Hopefully this stirs memories for others who experienced these expeditions as it did for me. What a perfect environment for practicing your social, intellectual and physical skills. Unlike the Government’s wishy-washy version, we truly were all in it together, and it made us better people.

We got the trains from Preston and slept in the luggage rack, corridor, under the seats, we felt sorry for those who got the train all the way from Euston or wherever, the roaring Napier Deltic Class 55 engine keeping you awake all night, wrecking the infrastructure for future Pendolinos and wrecking the atmosphere with its particulate output. Whatever you do don’t put your head out of the window! We jump off the train in Carstairs & touch Casters, nearly missing the departure! A pissed up wheeltapper at Glasgow misquoting Adolf Hitler’s 1934 Nurnburg address. “Ein Volk, ein Reich, ein Arsehole.
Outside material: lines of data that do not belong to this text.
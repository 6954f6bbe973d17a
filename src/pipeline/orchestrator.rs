//! Pipeline orchestration
//!
//! Runs one analysis: primary extraction (which decodes the audio once),
//! secondary extraction, chord recognition and summarization, then the
//! best-effort metadata and transcription stages. Required stages fail fast;
//! best-effort stages are logged and leave their field absent.
//!
//! Secondary extraction and chord recognition optionally run concurrently
//! on the rayon pool. Transcription runs on its own thread and is bounded by
//! the configured timeout.

use crate::analysis::metadata::with_fallback_title;
use crate::analysis::{
    ChordClassifier, LoftyMetadataReader, MetadataReader, PrimaryExtraction,
    PrimaryFeatureExtractor, SecondaryFeatureExtractor, SpectralFeatureExtractor,
    StratumFeatureExtractor, Transcriber,
};
use crate::chords::{summarize, ChordRecognizer, ChromaTemplateClassifier};
use crate::config::Settings;
use crate::error::{AnalysisError, Result, Stage, TranscriptionError};
use crate::pipeline::cancel::CancellationToken;
use crate::transcription::WhisperTranscriber;
use crate::types::{
    AnalysisRecord, AudioBuffer, AudioSource, ChordProgressionSummary, FeatureSet, FileInfo,
    TrackMetadata, TranscriptionResult,
};
use crossbeam_channel::{bounded, RecvTimeoutError};
use std::path::{Path, PathBuf};
use std::sync::Arc;
use std::thread;
use std::time::{Duration, Instant};
use tracing::{debug, info, warn};

/// How often the transcription wait wakes up to check for cancellation
const TRANSCRIPTION_POLL_INTERVAL: Duration = Duration::from_millis(100);

/// What to analyze and how the file was obtained
#[derive(Debug, Clone)]
pub struct AnalysisRequest {
    pub audio_path: PathBuf,
    pub source: AudioSource,
    /// Original location (upload name, drive id, ...) for provenance
    pub source_path: Option<String>,
    pub extract_lyrics: bool,
    /// Language hint for transcription
    pub language: Option<String>,
}

impl AnalysisRequest {
    pub fn new(audio_path: impl Into<PathBuf>) -> Self {
        Self {
            audio_path: audio_path.into(),
            source: AudioSource::default(),
            source_path: None,
            extract_lyrics: false,
            language: None,
        }
    }

    pub fn with_source(mut self, source: AudioSource, source_path: Option<String>) -> Self {
        self.source = source;
        self.source_path = source_path;
        self
    }

    pub fn with_lyrics(mut self, language: Option<String>) -> Self {
        self.extract_lyrics = true;
        self.language = language;
        self
    }
}

/// Capability providers consumed by the orchestrator
#[derive(Clone)]
pub struct AnalysisPorts {
    pub metadata: Arc<dyn MetadataReader>,
    pub primary: Arc<dyn PrimaryFeatureExtractor>,
    pub secondary: Arc<dyn SecondaryFeatureExtractor>,
    pub classifier: Arc<dyn ChordClassifier>,
    pub transcriber: Arc<dyn Transcriber>,
}

impl AnalysisPorts {
    /// Built-in adapters configured from `settings`
    pub fn defaults(settings: &Settings) -> Self {
        Self {
            metadata: Arc::new(LoftyMetadataReader::new()),
            primary: Arc::new(SpectralFeatureExtractor::new(
                settings.analysis_sample_rate,
                settings.min_duration_secs,
            )),
            secondary: Arc::new(StratumFeatureExtractor::new()),
            classifier: Arc::new(ChromaTemplateClassifier::new(settings.chords.silence_rms)),
            transcriber: Arc::new(WhisperTranscriber::new(settings.transcription.clone())),
        }
    }
}

/// Sequences the analysis stages and assembles the record
pub struct AnalysisOrchestrator {
    settings: Settings,
    metadata: Arc<dyn MetadataReader>,
    primary: Arc<dyn PrimaryFeatureExtractor>,
    secondary: Arc<dyn SecondaryFeatureExtractor>,
    recognizer: ChordRecognizer,
    transcriber: Arc<dyn Transcriber>,
}

impl AnalysisOrchestrator {
    pub fn new(settings: Settings, ports: AnalysisPorts) -> Self {
        let recognizer = ChordRecognizer::new(ports.classifier, settings.chords.frame_rate);
        Self {
            settings,
            metadata: ports.metadata,
            primary: ports.primary,
            secondary: ports.secondary,
            recognizer,
            transcriber: ports.transcriber,
        }
    }

    /// Orchestrator wired to the built-in adapters
    pub fn with_defaults(settings: Settings) -> Self {
        let ports = AnalysisPorts::defaults(&settings);
        Self::new(settings, ports)
    }

    pub fn settings(&self) -> &Settings {
        &self.settings
    }

    /// Run one analysis to completion
    pub fn analyze(&self, request: &AnalysisRequest) -> Result<AnalysisRecord> {
        self.analyze_with_cancel(request, &CancellationToken::new())
    }

    /// Run one analysis, giving up with [`AnalysisError::Cancelled`] once
    /// `cancel` fires. No partial record is returned.
    pub fn analyze_with_cancel(
        &self,
        request: &AnalysisRequest,
        cancel: &CancellationToken,
    ) -> Result<AnalysisRecord> {
        let started = Instant::now();
        let path = request.audio_path.as_path();

        if !path.is_file() {
            return Err(AnalysisError::FileNotFound(path.to_path_buf()));
        }
        let file_size = std::fs::metadata(path)?.len();

        info!("Analyzing {}", path.display());

        // Required stages
        cancel.checkpoint(Stage::PrimaryFeatures)?;
        let stage_start = Instant::now();
        let PrimaryExtraction {
            features: primary_features,
            audio,
        } = self
            .primary
            .extract(path)
            .map_err(|e| AnalysisError::extraction(Stage::PrimaryFeatures, e))?;
        debug!(
            "{} ({}) done in {:.2}s",
            Stage::PrimaryFeatures,
            self.primary.name(),
            stage_start.elapsed().as_secs_f64()
        );

        let duration = audio.duration;
        let sample_rate = audio.source_sample_rate;

        let (secondary_features, chord_progression) = if self.settings.parallel_stages {
            let (secondary, chords) = rayon::join(
                || self.extract_secondary(&audio, cancel),
                || self.recognize_chords(&audio, cancel),
            );
            (secondary?, chords?)
        } else {
            let secondary = self.extract_secondary(&audio, cancel)?;
            (secondary, self.recognize_chords(&audio, cancel)?)
        };
        drop(audio);

        // Best-effort stages
        cancel.checkpoint(Stage::Metadata)?;
        let metadata = self.read_metadata(path);

        let transcription = if request.extract_lyrics {
            cancel.checkpoint(Stage::Transcription)?;
            let language = request
                .language
                .clone()
                .or_else(|| self.settings.transcription.language.clone());
            self.transcribe(path, language, cancel)?
        } else {
            None
        };

        let record = AnalysisRecord {
            file: FileInfo {
                filename: path
                    .file_name()
                    .map(|n| n.to_string_lossy().to_string())
                    .unwrap_or_default(),
                file_size,
                duration,
                sample_rate,
                source: request.source,
                source_path: request.source_path.clone(),
            },
            metadata,
            primary_features,
            secondary_features,
            chord_progression,
            transcription,
            total_processing_time: started.elapsed().as_secs_f64(),
            analyzed_at: chrono::Utc::now(),
        };

        info!(
            "Analyzed {} in {:.2}s: {} chord events, {} transitions",
            record.file.filename,
            record.total_processing_time,
            record.chord_progression.events.len(),
            record.chord_progression.transition_count()
        );

        Ok(record)
    }

    fn extract_secondary(
        &self,
        audio: &AudioBuffer,
        cancel: &CancellationToken,
    ) -> Result<FeatureSet> {
        cancel.checkpoint(Stage::SecondaryFeatures)?;
        let stage_start = Instant::now();
        let features = self
            .secondary
            .extract(audio)
            .map_err(|e| AnalysisError::extraction(Stage::SecondaryFeatures, e))?;
        debug!(
            "{} ({}) done in {:.2}s",
            Stage::SecondaryFeatures,
            self.secondary.name(),
            stage_start.elapsed().as_secs_f64()
        );
        Ok(features)
    }

    fn recognize_chords(
        &self,
        audio: &AudioBuffer,
        cancel: &CancellationToken,
    ) -> Result<ChordProgressionSummary> {
        cancel.checkpoint(Stage::Chords)?;
        let stage_start = Instant::now();
        let frames = self
            .recognizer
            .recognize_until(&audio.samples, audio.sample_rate, || cancel.is_cancelled())?;
        let summary = summarize(
            &frames,
            &self.settings.chords,
            self.recognizer.classifier_name(),
        );
        debug!(
            "{} done in {:.2}s: {} frames -> {} events",
            Stage::Chords,
            stage_start.elapsed().as_secs_f64(),
            frames.len(),
            summary.events.len()
        );
        Ok(summary)
    }

    fn read_metadata(&self, path: &Path) -> TrackMetadata {
        match self.metadata.read(path) {
            Ok(metadata) => with_fallback_title(metadata, path),
            Err(e) => {
                warn!("{} ({}): {}", Stage::Metadata, self.metadata.name(), e);
                TrackMetadata::default()
            }
        }
    }

    /// Transcribe on a worker thread, waiting at most the configured timeout
    ///
    /// Every provider failure, including the timeout, yields `Ok(None)`;
    /// only cancellation is an error.
    fn transcribe(
        &self,
        path: &Path,
        language: Option<String>,
        cancel: &CancellationToken,
    ) -> Result<Option<TranscriptionResult>> {
        let timeout = self.settings.transcription.timeout;
        let (tx, rx) = bounded(1);
        let transcriber = Arc::clone(&self.transcriber);
        let owned_path = path.to_path_buf();

        // The worker is detached: on timeout it finishes in the background and
        // its send fails harmlessly.
        let spawned = thread::Builder::new()
            .name("transcription".to_string())
            .spawn(move || {
                let result = transcriber.transcribe(&owned_path, language.as_deref());
                let _ = tx.send(result);
            });
        if let Err(e) = spawned {
            warn!("{}: cannot start worker thread: {}", Stage::Transcription, e);
            return Ok(None);
        }

        let deadline = Instant::now() + timeout;
        loop {
            cancel.checkpoint(Stage::Transcription)?;

            let remaining = deadline.saturating_duration_since(Instant::now());
            if remaining.is_zero() {
                warn!("{}", TranscriptionError::Timeout { timeout });
                return Ok(None);
            }

            match rx.recv_timeout(remaining.min(TRANSCRIPTION_POLL_INTERVAL)) {
                Ok(Ok(Some(result))) => return Ok(Some(result)),
                Ok(Ok(None)) => {
                    info!("{} returned no transcript", self.transcriber.name());
                    return Ok(None);
                }
                Ok(Err(e)) => {
                    warn!("{} ({}): {}", Stage::Transcription, self.transcriber.name(), e);
                    return Ok(None);
                }
                Err(RecvTimeoutError::Timeout) => continue,
                Err(RecvTimeoutError::Disconnected) => {
                    warn!("{} worker exited without a result", Stage::Transcription);
                    return Ok(None);
                }
            }
        }
    }
}
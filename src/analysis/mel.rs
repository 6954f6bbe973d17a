//! Mel-scale and band-contrast descriptors over a magnitude spectrum.
//!
//! Conventions match the common librosa defaults: Slaney mel scale with
//! area-normalized triangular filters, dB conversion floored at `top_db`
//! below the reference, orthonormal DCT-II for cepstra, and octave bands
//! from 200 Hz for spectral contrast.

/// Mel bands in the filterbank
pub const N_MELS: usize = 128;

/// Cepstral coefficients kept per frame
pub const N_MFCC: usize = 13;

/// Octave bands for spectral contrast (the matrix has one more row)
pub const N_CONTRAST_BANDS: usize = 6;

/// Lower edge of the first contrast band in Hz
const CONTRAST_FMIN_HZ: f32 = 200.0;

/// Fraction of each band averaged for its peak and valley
const CONTRAST_QUANTILE: f32 = 0.02;

/// Dynamic range kept by dB conversion
const TOP_DB: f64 = 80.0;

const AMIN: f64 = 1e-10;

// Slaney mel scale: linear below 1 kHz, logarithmic above
const F_SP: f32 = 200.0 / 3.0;
const MIN_LOG_HZ: f32 = 1000.0;
const MIN_LOG_MEL: f32 = MIN_LOG_HZ / F_SP;

fn log_step() -> f32 {
    6.4f32.ln() / 27.0
}

pub fn hz_to_mel(hz: f32) -> f32 {
    if hz < MIN_LOG_HZ {
        hz / F_SP
    } else {
        MIN_LOG_MEL + (hz / MIN_LOG_HZ).ln() / log_step()
    }
}

pub fn mel_to_hz(mel: f32) -> f32 {
    if mel < MIN_LOG_MEL {
        mel * F_SP
    } else {
        MIN_LOG_HZ * (log_step() * (mel - MIN_LOG_MEL)).exp()
    }
}

/// One triangular filter: first non-zero bin and its weights
struct Filter {
    start: usize,
    weights: Vec<f32>,
}

/// Triangular mel filterbank from 0 Hz to Nyquist
pub struct MelFilterbank {
    filters: Vec<Filter>,
}

impl MelFilterbank {
    /// Filterbank for an FFT of `n_fft` points at `sample_rate`
    pub fn new(n_mels: usize, n_fft: usize, sample_rate: u32) -> Self {
        let n_bins = n_fft / 2 + 1;
        let nyquist = sample_rate as f32 / 2.0;
        let max_mel = hz_to_mel(nyquist);

        let edges: Vec<f32> = (0..n_mels + 2)
            .map(|i| mel_to_hz(max_mel * i as f32 / (n_mels + 1) as f32))
            .collect();
        let bin_hz = |k: usize| k as f32 * sample_rate as f32 / n_fft as f32;

        let filters = (0..n_mels)
            .map(|m| {
                let (lo, centre, hi) = (edges[m], edges[m + 1], edges[m + 2]);
                let norm = 2.0 / (hi - lo).max(f32::EPSILON);
                let mut start = None;
                let mut weights = Vec::new();
                for k in 0..n_bins {
                    let f = bin_hz(k);
                    let rising = (f - lo) / (centre - lo).max(f32::EPSILON);
                    let falling = (hi - f) / (hi - centre).max(f32::EPSILON);
                    let w = rising.min(falling).max(0.0) * norm;
                    if w > 0.0 {
                        start.get_or_insert(k);
                        weights.push(w);
                    } else if start.is_some() {
                        break;
                    }
                }
                Filter {
                    start: start.unwrap_or(0),
                    weights,
                }
            })
            .collect();

        Self { filters }
    }

    pub fn n_mels(&self) -> usize {
        self.filters.len()
    }

    /// Mel-band power of one frame from its magnitude spectrum
    pub fn apply(&self, magnitudes: &[f32]) -> Vec<f64> {
        self.filters
            .iter()
            .map(|filter| {
                filter
                    .weights
                    .iter()
                    .zip(magnitudes.iter().skip(filter.start))
                    .map(|(w, m)| (w * m * m) as f64)
                    .sum()
            })
            .collect()
    }
}

/// Convert a `bands x frames` power matrix to dB relative to `reference`,
/// clipped to `TOP_DB` below its maximum
pub fn power_to_db(power: &[Vec<f64>], reference: f64) -> Vec<Vec<f64>> {
    let ref_db = 10.0 * reference.max(AMIN).log10();
    let mut db: Vec<Vec<f64>> = power
        .iter()
        .map(|row| {
            row.iter()
                .map(|p| 10.0 * p.max(AMIN).log10() - ref_db)
                .collect()
        })
        .collect();

    let peak = db
        .iter()
        .flatten()
        .cloned()
        .fold(f64::NEG_INFINITY, f64::max);
    if peak.is_finite() {
        let floor = peak - TOP_DB;
        for value in db.iter_mut().flatten() {
            *value = value.max(floor);
        }
    }
    db
}

/// Largest value of a matrix, 0 when empty
pub fn matrix_max(matrix: &[Vec<f64>]) -> f64 {
    matrix.iter().flatten().cloned().fold(0.0, f64::max)
}

/// First `n_coeffs` orthonormal DCT-II coefficients of every column of a
/// `bands x frames` dB matrix
pub fn cepstrum(log_mel: &[Vec<f64>], n_coeffs: usize) -> Vec<Vec<f64>> {
    let n = log_mel.len();
    let frames = log_mel.first().map_or(0, Vec::len);
    if n == 0 {
        return vec![vec![0.0; frames]; n_coeffs];
    }

    let basis: Vec<Vec<f64>> = (0..n_coeffs)
        .map(|k| {
            let scale = if k == 0 {
                (1.0 / n as f64).sqrt()
            } else {
                (2.0 / n as f64).sqrt()
            };
            (0..n)
                .map(|i| {
                    let angle = std::f64::consts::PI * k as f64 * (2 * i + 1) as f64
                        / (2 * n) as f64;
                    scale * angle.cos()
                })
                .collect()
        })
        .collect();

    basis
        .iter()
        .map(|coeffs| {
            (0..frames)
                .map(|t| {
                    coeffs
                        .iter()
                        .zip(log_mel.iter())
                        .map(|(c, row)| c * row[t])
                        .sum()
                })
                .collect()
        })
        .collect()
}

/// Octave-band peak/valley contrast of one frame, `N_CONTRAST_BANDS + 1`
/// values in dB
pub struct SpectralContrast {
    bands: Vec<(usize, usize)>,
}

impl SpectralContrast {
    pub fn new(n_fft: usize, sample_rate: u32) -> Self {
        let n_bins = n_fft / 2 + 1;
        let bin_hz = |k: usize| k as f32 * sample_rate as f32 / n_fft as f32;

        let mut edges = vec![0.0f32];
        edges.extend((0..=N_CONTRAST_BANDS).map(|i| CONTRAST_FMIN_HZ * 2f32.powi(i as i32)));

        let bands = (0..=N_CONTRAST_BANDS)
            .map(|b| {
                let (low, high) = (edges[b], edges[b + 1]);
                let first = (0..n_bins).find(|&k| bin_hz(k) >= low).unwrap_or(n_bins);
                let start = if b > 0 { first.saturating_sub(1) } else { first };
                let end = if b == N_CONTRAST_BANDS {
                    n_bins
                } else {
                    // upper edge belongs to the next band
                    (0..n_bins)
                        .take_while(|&k| bin_hz(k) <= high)
                        .last()
                        .unwrap_or(0)
                };
                (start, end.max(start))
            })
            .collect();

        Self { bands }
    }

    pub fn compute(&self, magnitudes: &[f32]) -> Vec<f64> {
        self.bands
            .iter()
            .map(|&(start, end)| {
                let end = end.min(magnitudes.len());
                if start >= end {
                    return 0.0;
                }
                let mut band: Vec<f32> = magnitudes[start..end].to_vec();
                band.sort_by(f32::total_cmp);
                let take = ((CONTRAST_QUANTILE * band.len() as f32).round() as usize)
                    .clamp(1, band.len());
                let valley = band[..take].iter().sum::<f32>() as f64 / take as f64;
                let peak = band[band.len() - take..].iter().sum::<f32>() as f64 / take as f64;
                10.0 * peak.max(AMIN).log10() - 10.0 * valley.max(AMIN).log10()
            })
            .collect()
    }

    pub fn rows(&self) -> usize {
        self.bands.len()
    }
}
//! Chord progression recognition
//!
//! - `recognizer`: fixed-rate framing over a [`ChordClassifier`](crate::analysis::ChordClassifier)
//! - `chroma`: default chroma/template classifier
//! - `sequence`: segment merging and progression statistics

pub mod chroma;
pub mod recognizer;
pub mod sequence;

pub use chroma::ChromaTemplateClassifier;
pub use recognizer::{ChordRecognizer, FrameLabel};
pub use sequence::{merge_events, summarize};
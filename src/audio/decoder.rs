//! Audio decoding using symphonia
//!
//! Decodes an audio file once into mono f32 samples at the analysis rate.
//! Every downstream stage reads the same buffer.

use crate::error::ExtractionError;
use crate::types::AudioBuffer;
use rubato::{FftFixedInOut, Resampler};
use std::path::Path;
use symphonia::core::audio::SampleBuffer;
use symphonia::core::codecs::{DecoderOptions, CODEC_TYPE_NULL};
use symphonia::core::errors::Error as SymphoniaError;
use symphonia::core::formats::FormatOptions;
use symphonia::core::io::MediaSourceStream;
use symphonia::core::meta::MetadataOptions;
use symphonia::core::probe::Hint;
use tracing::{debug, trace};

/// Default analysis sample rate (22050 Hz)
///
/// Spectral descriptors and chroma only need content below ~11 kHz.
pub const TARGET_SAMPLE_RATE: u32 = 22050;

/// Maximum file size we'll attempt to decode (2GB)
const MAX_FILE_SIZE: u64 = 2 * 1024 * 1024 * 1024;

/// Rubato chunk size in input frames
const RESAMPLE_CHUNK: usize = 1024;

/// Decode an audio file to a mono buffer at `target_rate`
///
/// The returned buffer remembers the file's native rate in
/// `source_sample_rate`.
pub fn decode(path: &Path, target_rate: u32) -> Result<AudioBuffer, ExtractionError> {
    let fail = |reason: String| ExtractionError::decode(path, reason);

    let size = std::fs::metadata(path)
        .map_err(|e| fail(format!("Failed to read file metadata: {}", e)))?
        .len();
    if size > MAX_FILE_SIZE {
        return Err(fail(format!(
            "File too large ({:.1} GB). Maximum supported size is 2 GB.",
            size as f64 / (1024.0 * 1024.0 * 1024.0)
        )));
    }

    let file = std::fs::File::open(path).map_err(|e| fail(format!("Failed to open file: {}", e)))?;
    let mss = MediaSourceStream::new(Box::new(file), Default::default());

    let mut hint = Hint::new();
    if let Some(ext) = path.extension().and_then(|e| e.to_str()) {
        hint.with_extension(ext);
    }

    let probed = symphonia::default::get_probe()
        .format(&hint, mss, &FormatOptions::default(), &MetadataOptions::default())
        .map_err(|e| fail(format!("Failed to probe format: {}", e)))?;
    let mut format = probed.format;

    let track = format
        .tracks()
        .iter()
        .find(|t| t.codec_params.codec != CODEC_TYPE_NULL)
        .ok_or_else(|| fail("No audio tracks found".to_string()))?;
    let track_id = track.id;
    let codec_params = track.codec_params.clone();

    let source_rate = codec_params
        .sample_rate
        .ok_or_else(|| fail("Audio track does not declare a sample rate".to_string()))?;
    let channels = codec_params.channels.map(|c| c.count()).unwrap_or(2);

    debug!(
        "Decoding: {} @ {}Hz, {} channels",
        path.display(),
        source_rate,
        channels
    );

    let mut decoder = symphonia::default::get_codecs()
        .make(&codec_params, &DecoderOptions::default())
        .map_err(|e| fail(format!("Failed to create decoder: {}", e)))?;

    let mut mono: Vec<f32> = Vec::new();
    loop {
        let packet = match format.next_packet() {
            Ok(packet) => packet,
            Err(SymphoniaError::IoError(e)) if e.kind() == std::io::ErrorKind::UnexpectedEof => {
                break;
            }
            Err(e) => return Err(fail(format!("Failed to read packet: {}", e))),
        };

        if packet.track_id() != track_id {
            continue;
        }

        let decoded = match decoder.decode(&packet) {
            Ok(decoded) => decoded,
            Err(SymphoniaError::DecodeError(e)) => {
                trace!("Skipping corrupted frame: {}", e);
                continue;
            }
            Err(e) => return Err(fail(format!("Decode error: {}", e))),
        };

        let spec = *decoded.spec();
        let mut sample_buf = SampleBuffer::<f32>::new(decoded.frames() as u64, spec);
        sample_buf.copy_interleaved_ref(decoded);
        mono.extend(to_mono(sample_buf.samples(), spec.channels.count()));
    }

    if mono.is_empty() {
        return Err(fail("File contains no audio samples".to_string()));
    }

    let samples = resample(&mono, source_rate, target_rate);
    let buffer = AudioBuffer::new(samples, target_rate).with_source_rate(source_rate);

    debug!(
        "Decoded {} samples ({:.2}s) at {}Hz",
        buffer.len(),
        buffer.duration,
        buffer.sample_rate
    );

    Ok(buffer)
}

/// Convert interleaved multi-channel audio to mono
fn to_mono(samples: &[f32], channels: usize) -> Vec<f32> {
    if channels <= 1 {
        return samples.to_vec();
    }

    samples
        .chunks(channels)
        .map(|frame| frame.iter().sum::<f32>() / channels as f32)
        .collect()
}

/// Band-limited resampling using rubato's FFT resampler
///
/// Falls back to linear interpolation if rubato rejects the rate pair.
fn resample(samples: &[f32], from_rate: u32, to_rate: u32) -> Vec<f32> {
    if from_rate == to_rate || samples.is_empty() {
        return samples.to_vec();
    }

    let mut resampler =
        match FftFixedInOut::<f32>::new(from_rate as usize, to_rate as usize, RESAMPLE_CHUNK, 1) {
            Ok(r) => r,
            Err(e) => {
                debug!("Rubato initialization failed ({}), using linear fallback", e);
                return resample_linear(samples, from_rate, to_rate);
            }
        };

    let frames_in = resampler.input_frames_next();
    let frames_out = resampler.output_frames_next();
    let ratio = to_rate as f64 / from_rate as f64;
    let expected_len = (samples.len() as f64 * ratio).ceil() as usize;
    let mut output = Vec::with_capacity(expected_len + frames_out);

    for (chunk_idx, chunk) in samples.chunks(frames_in).enumerate() {
        let mut block = chunk.to_vec();
        block.resize(frames_in, 0.0);

        match resampler.process(&[block], None) {
            Ok(mut channels) => output.append(&mut channels[0]),
            Err(e) => {
                debug!("Rubato processing error ({}), using linear fallback for the rest", e);
                let pos = chunk_idx * frames_in;
                output.truncate((pos as f64 * ratio) as usize);
                output.extend(resample_linear(&samples[pos..], from_rate, to_rate));
                break;
            }
        }
    }

    // Drop output produced from the zero padding of the final block
    output.truncate(expected_len);
    output
}

/// Linear interpolation resampler (may alias; fallback only)
fn resample_linear(samples: &[f32], from_rate: u32, to_rate: u32) -> Vec<f32> {
    if from_rate == to_rate || samples.is_empty() {
        return samples.to_vec();
    }

    let step = from_rate as f64 / to_rate as f64;
    let output_len = (samples.len() as f64 / step) as usize;
    let last = samples.len() - 1;

    (0..output_len)
        .map(|i| {
            let pos = i as f64 * step;
            let idx = (pos as usize).min(last);
            let frac = (pos - idx as f64) as f32;
            let next = samples[(idx + 1).min(last)];
            samples[idx] * (1.0 - frac) + next * frac
        })
        .collect()
}
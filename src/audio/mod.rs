//! Audio decoding

pub mod decoder;

pub use decoder::{decode, TARGET_SAMPLE_RATE};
Ich bin dieser Arsehole!” And then the stunning beauty and tranquillity of the Kyle of Localsh railway line, that’s where you started to leave real life behind, as CS Lewis would’ve said, “The Railway to Narnia”.

I can remember on one journey the train was broken/delayed at Glasgow (I think) and we had a 5 or 6 hour wait, so a bunch of us went to a concert Emerson Lake & Palmer or some such I think.

I recall one outbound journey where we stayed in a school hall near the port on the first night and I fell/was pushed into the harbour, the freezing water shock and my hiking boots nearly stopped me from swimming to shore. That evening all my stuff was drying on the heater in the school hall including all my £5.00 notes, all of which stayed U shaped and turned reddish so that I couldn’t spend them because all the shopkeepers thought they were fake.

One night a storm blew in so hard that the tide swell changed the shape of the windward coast, and I am sure that the SHS were instrumental in aiding the Ordnance Survey to adjust their maps accordingly. On Harris a huge boulder had dislodged and presented itself in the Rhenigidale village. The challenge was how to shift it. We set about devising complex strategies using levers, wedges and ropes etc, it would’ve taken a thousand people 10 years to shift it. The locals just lit a driftwood fire under the rock, super heated it and then poured seawater over it and watched as uneven rapid cooling flaked away pieces of the boulder. I bet it is half the size by now!!

I seem to remember one expedition where the food provisions truck got stuck in a ditch somewhere and we started our visit living largely off the land, whelks, winkles and limpets that otherwise would’ve been part of a scientific survey, were part of er… lunch. Heather soup, fern soup, couch grass soup, and seaweed soup were visitors to the menu that week. Funny though, it seems that slightly damp cornflakes and Kendal Mint Cake somehow made it through that disaster.

There was always music around the camps with fantastic instrumental virtuosity on display…………

But with the boys just singing “ti-bye ti-aye ti-bye ti-aye ti-bollock i-aye ti-bollock i-aye ti-boo!” Oddly I do still remember all those rude songs.